12.23.2007

Wiki governance

The Berkman Blog of the Berkman Center for Internet & Society at Harvard Law School (HLS) has a post on "Wiki-Government: How open-source technology can make government decision-making more expert and more democratic," an article by Professor Beth Noveck of New York Law School that appears in the Winter 2008 issue of Democracy, A Journal of Ideas. Prof. Noveck believes that new technology that makes possible "communal pooling of knowledge," such as Wikipedia, can also enable "governance by a professional elite" to evolve into one of greater public participation. She writes:
Our institutions of governance are characterized by a longstanding culture of professionalism in which bureaucrats--not citizens--are the experts.
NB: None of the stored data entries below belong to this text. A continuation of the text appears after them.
//! Backing-store administration
//!
//! Leaf operations against the database engine. Existence checks, creation
//! and drops take the catalog-less [`EngineDescriptor`]; installation and
//! sessions take a [`CatalogDescriptor`].

mod scripts;

pub use scripts::{
    HOTFIX_DIR, InstallLog, InstallSettings, LogEntry, LogLevel, ScriptSource, install,
};

use crate::descriptor::{CatalogDescriptor, EngineDescriptor};
use crate::engine::{CatalogSession, DEFAULT_RELEASE_TIMEOUT, LocalEngine};
use crate::{Error, Result};
use std::time::Duration;

/// Administrative operations on the engine that hosts test catalogs
///
/// Implementations are stateless: every call carries its own descriptor.
pub trait BackingStoreAdmin: Send + Sync {
    /// Whether `catalog` exists on the engine
    fn exists(&self, engine: &EngineDescriptor, catalog: &str) -> Result<bool>;

    /// Create an empty catalog
    fn create(&self, catalog: &str, engine: &EngineDescriptor) -> Result<()>;

    /// Apply baseline scripts to an existing catalog
    fn install_baseline(
        &self,
        target: &CatalogDescriptor,
        settings: &InstallSettings,
    ) -> Result<InstallLog>;

    /// Drop a catalog; dropping a missing catalog succeeds
    fn drop_catalog(&self, catalog: &str, engine: &EngineDescriptor) -> Result<()>;

    /// Open a session on an existing catalog
    fn connect(&self, target: &CatalogDescriptor) -> Result<CatalogSession>;
}

/// [`BackingStoreAdmin`] over the local LMDB engine
#[derive(Debug, Clone, Copy)]
pub struct EngineAdmin {
    /// How long a drop waits for open sessions to close
    release_timeout: Duration,
}

impl Default for EngineAdmin {
    fn default() -> Self {
        Self {
            release_timeout: DEFAULT_RELEASE_TIMEOUT,
        }
    }
}

impl EngineAdmin {
    /// Create the admin
    pub fn new() -> Self {
        Self::default()
    }

    /// Wait at most `timeout` for open sessions when dropping
    pub fn with_release_timeout(mut self, timeout: Duration) -> Self {
        self.release_timeout = timeout;
        self
    }

    /// Drop wait
    pub fn release_timeout(&self) -> Duration {
        self.release_timeout
    }
}

impl BackingStoreAdmin for EngineAdmin {
    fn exists(&self, engine: &EngineDescriptor, catalog: &str) -> Result<bool> {
        let engine = LocalEngine::connect(engine.address())?;
        Ok(engine.catalog_exists(catalog))
    }

    fn create(&self, catalog: &str, engine: &EngineDescriptor) -> Result<()> {
        let engine = LocalEngine::connect(engine.address())?;
        engine.create_catalog(catalog)
    }

    fn install_baseline(
        &self,
        target: &CatalogDescriptor,
        settings: &InstallSettings,
    ) -> Result<InstallLog> {
        let session = self.connect(target)?;
        let log = install(&session, settings)?;
        tracing::info!(
            "Installed baseline into '{}' ({} log entries)",
            target.catalog(),
            log.entries().len()
        );
        Ok(log)
    }

    fn drop_catalog(&self, catalog: &str, engine: &EngineDescriptor) -> Result<()> {
        let engine = LocalEngine::connect(engine.address())?;
        if !engine.drop_catalog(catalog, self.release_timeout)? {
            tracing::debug!("Catalog '{}' was already absent", catalog);
        }
        Ok(())
    }

    fn connect(&self, target: &CatalogDescriptor) -> Result<CatalogSession> {
        let engine = LocalEngine::connect(target.engine().address())?;
        engine.open_session(target.catalog()).map_err(|e| match e {
            Error::InvalidCatalogName(name) => Error::CatalogNotFound(name),
            other => other,
        })
    }
}

#[cfg(test)]
mod tests {
    use super::*;
    use crate::testing::setup_test_engine;

    #[test]
    fn test_exists_create_drop() {
        let (admin, engine, _ctx) = setup_test_engine().unwrap();

        assert!(!admin.exists(&engine, "ISO_TEST_a").unwrap());
        admin.create("ISO_TEST_a", &engine).unwrap();
        assert!(admin.exists(&engine, "ISO_TEST_a").unwrap());

        admin.drop_catalog("ISO_TEST_a", &engine).unwrap();
        assert!(!admin.exists(&engine, "ISO_TEST_a").unwrap());
    }

    #[test]
    fn test_drop_missing_catalog_succeeds() {
        let (admin, engine, _ctx) = setup_test_engine().unwrap();
        admin.drop_catalog("ISO_TEST_missing", &engine).unwrap();
    }

    #[test]
    fn test_drop_waits_for_sessions_up_to_release_timeout() {
        let (admin, engine, _ctx) = setup_test_engine().unwrap();
        let admin = admin.with_release_timeout(Duration::from_millis(50));
        admin.create("ISO_TEST_busy", &engine).unwrap();

        let session = admin.connect(&engine.with_catalog("ISO_TEST_busy")).unwrap();
        assert!(matches!(
            admin.drop_catalog("ISO_TEST_busy", &engine),
            Err(Error::DropFailed { .. })
        ));
        assert!(admin.exists(&engine, "ISO_TEST_busy").unwrap());

        drop(session);
        admin.drop_catalog("ISO_TEST_busy", &engine).unwrap();
        assert!(!admin.exists(&engine, "ISO_TEST_busy").unwrap());
    }

    #[test]
    fn test_unreachable_engine() {
        let admin = EngineAdmin::new();
        let engine = EngineDescriptor::new("/nonexistent/isohost/engine");
        assert!(matches!(
            admin.exists(&engine, "x"),
            Err(Error::EngineUnreachable { .. })
        ));
    }

    #[test]
    fn test_connect_requires_catalog() {
        let (admin, engine, _ctx) = setup_test_engine().unwrap();
        let target = engine.with_catalog("ISO_TEST_absent");
        assert!(matches!(
            admin.connect(&target),
            Err(Error::CatalogNotFound(_))
        ));
    }

    #[test]
    fn test_install_baseline() {
        let (admin, engine, _ctx) = setup_test_engine().unwrap();
        admin.create("ISO_TEST_b", &engine).unwrap();

        let target = engine.with_catalog("ISO_TEST_b");
        let log = admin
            .install_baseline(&target, &InstallSettings::default())
            .unwrap();
        assert!(!log.has_errors());

        let session = admin.connect(&target).unwrap();
        assert!(session.has_table("sites").unwrap());
    }
}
Until recently, we have viewed this arrangement as legitimate because we have not practically been able to argue otherwise. Now we have a chance to do government differently. We have the know-how to create "civic software" that will help us form groups and communities who, working together, can be more effective at informing decision-making than individuals working alone.
Prof. Noveck concludes:
Technology will not, by itself, make complex regulatory problems any more tractable, or eliminate partisan disputes about values. What this next generation of civic software can do, however, is introduce better information by enabling the expert public to contribute targeted information. In doing so, it can make possible practices of governance that are, at once, more expert and more democratic.